Your answer should be every line of the records that contains the word "marshal".

----------------------------------------

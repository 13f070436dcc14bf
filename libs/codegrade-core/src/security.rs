//! Security dimension.
//!
//! Tree checks look for dangerous calls and security-gating assertions; text
//! checks scan the raw source for hardcoded credentials and interpolated
//! query strings. Text checks still run when the submission does not parse.

use crate::parser::{self, Constant, Expr, ExprKind, Module, NodeRef, ParseError, StmtKind};
use codegrade_common::types::{Finding, SecurityReport, Severity, SCORE_WEIGHTS};
use lazy_static::lazy_static;
use regex::Regex;

/// Builtins that are dangerous whenever they are called
const DANGEROUS_BUILTINS: &[(&str, Severity, &str)] = &[
    (
        "eval",
        Severity::Critical,
        "eval() executes arbitrary code. Never use on untrusted input.",
    ),
    (
        "exec",
        Severity::Critical,
        "exec() executes arbitrary code. Never use on untrusted input.",
    ),
    (
        "__import__",
        Severity::High,
        "__import__() bypasses normal import controls.",
    ),
];

/// (module, function) pairs that are unsafe on untrusted input
const DANGEROUS_APIS: &[(&str, &str, Severity, &str)] = &[
    (
        "os",
        "system",
        Severity::High,
        "os.system() is vulnerable to shell injection. Use subprocess with a list.",
    ),
    (
        "os",
        "popen",
        Severity::High,
        "os.popen() is vulnerable to shell injection.",
    ),
    (
        "subprocess",
        "call",
        Severity::Medium,
        "subprocess.call() with shell=True is vulnerable to injection.",
    ),
    (
        "subprocess",
        "Popen",
        Severity::Medium,
        "subprocess.Popen: ensure shell=False and avoid string commands.",
    ),
    (
        "pickle",
        "loads",
        Severity::High,
        "pickle.loads() on untrusted data enables arbitrary code execution.",
    ),
    (
        "pickle",
        "load",
        Severity::High,
        "pickle.load() on untrusted data enables arbitrary code execution.",
    ),
    (
        "marshal",
        "loads",
        Severity::High,
        "marshal.loads() deserialises bytecode, never use on untrusted data.",
    ),
    (
        "yaml",
        "load",
        Severity::Medium,
        "yaml.load() without Loader= is unsafe. Use yaml.safe_load().",
    ),
];

const SECURITY_KEYWORDS: [&str; 7] = [
    "auth",
    "admin",
    "permission",
    "valid",
    "token",
    "role",
    "access",
];

lazy_static! {
    static ref SECRET_PATTERNS: Vec<(Regex, &'static str)> = vec![
        (
            Regex::new(r#"(?i)(password|passwd|pwd)\s*=\s*['"].{3,}['"]"#).unwrap(),
            "Hardcoded password",
        ),
        (
            Regex::new(r#"(?i)(api_key|apikey|secret_key)\s*=\s*['"].{8,}['"]"#).unwrap(),
            "Hardcoded API key",
        ),
        (
            Regex::new(r#"(?i)(token)\s*=\s*['"][a-zA-Z0-9+/=]{16,}['"]"#).unwrap(),
            "Hardcoded token",
        ),
        (
            Regex::new(r#"(?i)aws_secret_access_key\s*=\s*['"].+['"]"#).unwrap(),
            "Hardcoded AWS secret",
        ),
    ];
    static ref QUERY_INTERPOLATION: Regex = Regex::new(
        r#"(?i)(execute|executemany|raw|cursor\.execute)\s*\(\s*[f"'].*(%s|\{|\}|format|%\s*\(|\+)"#
    )
    .unwrap();
}

pub fn deduction(severity: Severity) -> u32 {
    match severity {
        Severity::Critical => 30,
        Severity::High => 15,
        Severity::Medium => 8,
        Severity::Low => 3,
    }
}

fn finding(severity: Severity, category: &str, description: impl Into<String>, line: usize) -> Finding {
    Finding {
        severity,
        category: category.to_string(),
        description: description.into(),
        line,
    }
}

fn is_truthy_literal(expr: &Expr) -> bool {
    match &expr.kind {
        ExprKind::Constant(constant) => match constant {
            Constant::None => false,
            Constant::Bool(value) => *value,
            Constant::Number { value, .. } => *value != 0.0,
            Constant::Str(s) | Constant::Bytes(s) => !s.is_empty(),
            Constant::Complex(_) | Constant::Ellipsis => true,
        },
        _ => false,
    }
}

fn check_dangerous_calls(module: &Module) -> Vec<Finding> {
    let mut findings = Vec::new();
    for node in module.walk() {
        let NodeRef::Expr(call) = node else { continue };
        let ExprKind::Call { func, keywords, .. } = &call.kind else { continue };
        let line = call.span.start_line;

        match &func.kind {
            ExprKind::Name(name) => {
                if let Some((_, severity, description)) =
                    DANGEROUS_BUILTINS.iter().find(|(builtin, ..)| builtin == name)
                {
                    findings.push(finding(*severity, "DangerousBuiltin", *description, line));
                }
            }
            ExprKind::Attribute { value, attr } => {
                let ExprKind::Name(module_name) = &value.kind else { continue };
                let Some((_, _, severity, description)) = DANGEROUS_APIS
                    .iter()
                    .find(|(m, f, ..)| m == module_name && f == attr)
                else {
                    continue;
                };
                findings.push(finding(*severity, "DangerousAPI", *description, line));

                let shell = keywords
                    .iter()
                    .any(|k| k.arg.as_deref() == Some("shell") && is_truthy_literal(&k.value));
                if module_name == "subprocess" && shell {
                    findings.push(finding(
                        Severity::High,
                        "ShellInjection",
                        "subprocess called with shell=True, vulnerable to shell injection if input is user-controlled.",
                        line,
                    ));
                }
            }
            _ => {}
        }
    }
    findings
}

fn check_security_asserts(module: &Module, source: &str) -> Vec<Finding> {
    let mut findings = Vec::new();
    for node in module.walk() {
        let NodeRef::Stmt(stmt) = node else { continue };
        let StmtKind::Assert { test, .. } = &stmt.kind else { continue };
        let Some(condition) = source.get(test.span.start_byte..test.span.end_byte) else {
            continue;
        };
        let condition = condition.to_lowercase();
        if SECURITY_KEYWORDS.iter().any(|kw| condition.contains(kw)) {
            let line = stmt.span.start_line;
            findings.push(finding(
                Severity::High,
                "AssertForSecurity",
                format!(
                    "assert used for security check at line {}. Assertions are stripped with `python -O`. Use explicit if/raise.",
                    line
                ),
                line,
            ));
        }
    }
    findings
}

fn line_of(source: &str, byte_offset: usize) -> usize {
    source.as_bytes()[..byte_offset]
        .iter()
        .filter(|b| **b == b'\n')
        .count()
        + 1
}

fn check_hardcoded_secrets(source: &str) -> Vec<Finding> {
    let mut findings = Vec::new();
    for (pattern, label) in SECRET_PATTERNS.iter() {
        for m in pattern.find_iter(source) {
            let line = line_of(source, m.start());
            findings.push(finding(
                Severity::Critical,
                "HardcodedSecret",
                format!(
                    "{} detected at line {}. Store secrets in environment variables or a secrets manager.",
                    label, line
                ),
                line,
            ));
        }
    }
    findings
}

fn check_query_interpolation(source: &str) -> Vec<Finding> {
    QUERY_INTERPOLATION
        .find_iter(source)
        .map(|m| {
            let line = line_of(source, m.start());
            finding(
                Severity::High,
                "SQLInjection",
                format!(
                    "Possible SQL injection at line {}. Use parameterised queries instead of string formatting.",
                    line
                ),
                line,
            )
        })
        .collect()
}

fn summarize(findings: &[Finding]) -> String {
    if findings.is_empty() {
        return "No security issues detected.".to_string();
    }
    let parts: Vec<String> = [Severity::Critical, Severity::High, Severity::Medium, Severity::Low]
        .iter()
        .filter_map(|severity| {
            let count = findings.iter().filter(|f| f.severity == *severity).count();
            (count > 0).then(|| format!("{} {}", count, severity))
        })
        .collect();
    format!(
        "Found {} security finding(s): {}.",
        findings.len(),
        parts.join(", ")
    )
}

fn build_report(findings: Vec<Finding>, summary: String) -> SecurityReport {
    let total_deduction: u32 = findings.iter().map(|f| deduction(f.severity)).sum();
    SecurityReport {
        score: 100u32.saturating_sub(total_deduction),
        weight: SCORE_WEIGHTS.security,
        summary,
        findings,
    }
}

/// Full report: tree checks followed by text checks
pub fn analyze(module: &Module, source: &str) -> SecurityReport {
    let mut findings = check_dangerous_calls(module);
    findings.extend(check_security_asserts(module, source));
    findings.extend(check_hardcoded_secrets(source));
    findings.extend(check_query_interpolation(source));

    let summary = summarize(&findings);
    build_report(findings, summary)
}

/// Text checks only, for a submission that does not parse
pub fn parse_failure(error: &ParseError, source: &str) -> SecurityReport {
    let mut findings = check_hardcoded_secrets(source);
    findings.extend(check_query_interpolation(source));

    let summary = format!(
        "{} Syntax error, tree-based checks skipped: {}",
        summarize(&findings),
        error
    );
    build_report(findings, summary)
}

pub fn evaluate_security(source: &str) -> SecurityReport {
    match parser::parse(source) {
        Ok(module) => analyze(&module, source),
        Err(e) => parse_failure(&e, source),
    }
}

#[cfg(test)]
mod tests {
    use super::*;

    fn categories(report: &SecurityReport) -> Vec<&str> {
        report.findings.iter().map(|f| f.category.as_str()).collect()
    }

    #[test]
    fn test_clean_submission() {
        let report = evaluate_security("def add(a, b):\n    return a + b\n");
        assert_eq!(report.score, 100);
        assert!(report.findings.is_empty());
        assert_eq!(report.summary, "No security issues detected.");
    }

    #[test]
    fn test_eval_is_critical() {
        let report = evaluate_security("def run(user_input):\n    return eval(user_input)\n");
        assert_eq!(report.findings.len(), 1);
        let f = &report.findings[0];
        assert_eq!(f.severity, Severity::Critical);
        assert_eq!(f.category, "DangerousBuiltin");
        assert_eq!(f.line, 2);
        assert_eq!(report.score, 70);
        assert_eq!(report.summary, "Found 1 security finding(s): 1 critical.");
    }

    #[test]
    fn test_dangerous_apis_and_shell_injection() {
        let code = r#"
import os, subprocess, pickle
os.system("ls")
subprocess.call(cmd, shell=True)
subprocess.Popen(["ls"], shell=False)
data = pickle.loads(blob)
helper.system("ls")
"#;
        let report = evaluate_security(code);
        assert_eq!(
            categories(&report),
            vec!["DangerousAPI", "DangerousAPI", "ShellInjection", "DangerousAPI", "DangerousAPI"]
        );
        let shell = &report.findings[2];
        assert_eq!(shell.severity, Severity::High);
        assert_eq!(shell.line, 4);
        // high + medium + high + medium + high
        assert_eq!(report.score, 100 - 15 - 8 - 8 - 15 - 15);
        assert_eq!(report.summary, "Found 5 security finding(s): 3 high, 2 medium.");
    }

    #[test]
    fn test_assert_for_security() {
        let code = "def delete(user):\n    assert user.is_admin()\n    assert len(user.name) > 0\n    return True\n";
        let report = evaluate_security(code);
        assert_eq!(report.findings.len(), 1);
        assert_eq!(report.findings[0].category, "AssertForSecurity");
        assert_eq!(report.findings[0].line, 2);
        assert!(report.findings[0].description.contains("python -O"));
    }

    #[test]
    fn test_hardcoded_secrets() {
        let code = "API_KEY = 'sk-1234567890abcdef'\npassword = \"hunter22\"\nname = 'x'\n";
        let report = evaluate_security(code);
        let lines: Vec<usize> = report.findings.iter().map(|f| f.line).collect();
        assert_eq!(categories(&report), vec!["HardcodedSecret", "HardcodedSecret"]);
        // password pattern is checked before the api key pattern
        assert_eq!(lines, vec![2, 1]);
        assert!(report.findings[0].description.starts_with("Hardcoded password detected at line 2."));
        assert_eq!(report.score, 40);
    }

    #[test]
    fn test_query_interpolation() {
        let code = r#"
def find(cursor, name):
    cursor.execute(f"SELECT * FROM users WHERE name = '{name}'")
    cursor.execute("SELECT * FROM users WHERE id = " + name)
    cursor.execute("SELECT * FROM users WHERE id = ?", (name,))
"#;
        let report = evaluate_security(code);
        let lines: Vec<usize> = report.findings.iter().map(|f| f.line).collect();
        assert_eq!(categories(&report), vec!["SQLInjection", "SQLInjection"]);
        assert_eq!(lines, vec![3, 4]);
    }

    #[test]
    fn test_findings_ordered_by_source() {
        let code = "token = 'abcdefghijklmnop1234'\nassert token_valid\nexec(code)\n";
        let report = evaluate_security(code);
        assert_eq!(
            categories(&report),
            vec!["DangerousBuiltin", "AssertForSecurity", "HardcodedSecret"]
        );
    }

    #[test]
    fn test_parse_failure_runs_text_checks() {
        let code = "password = 'letmein'\ndef broken(:\n    eval(x)\n";
        let report = evaluate_security(code);
        assert_eq!(categories(&report), vec!["HardcodedSecret"]);
        assert_eq!(report.score, 70);
        assert!(report.summary.starts_with("Found 1 security finding(s): 1 critical."));
        assert!(report.summary.contains("Syntax error, tree-based checks skipped"));
    }

    #[test]
    fn test_score_floors_at_zero() {
        let code: String = (0..5).map(|i| format!("eval('{}')\n", i)).collect();
        let report = evaluate_security(&code);
        assert_eq!(report.findings.len(), 5);
        assert_eq!(report.score, 0);
    }
}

----------------------------------------

→ The completed task
        "marshal",
        "marshal.loads() deserialises bytecode, never use on untrusted data.",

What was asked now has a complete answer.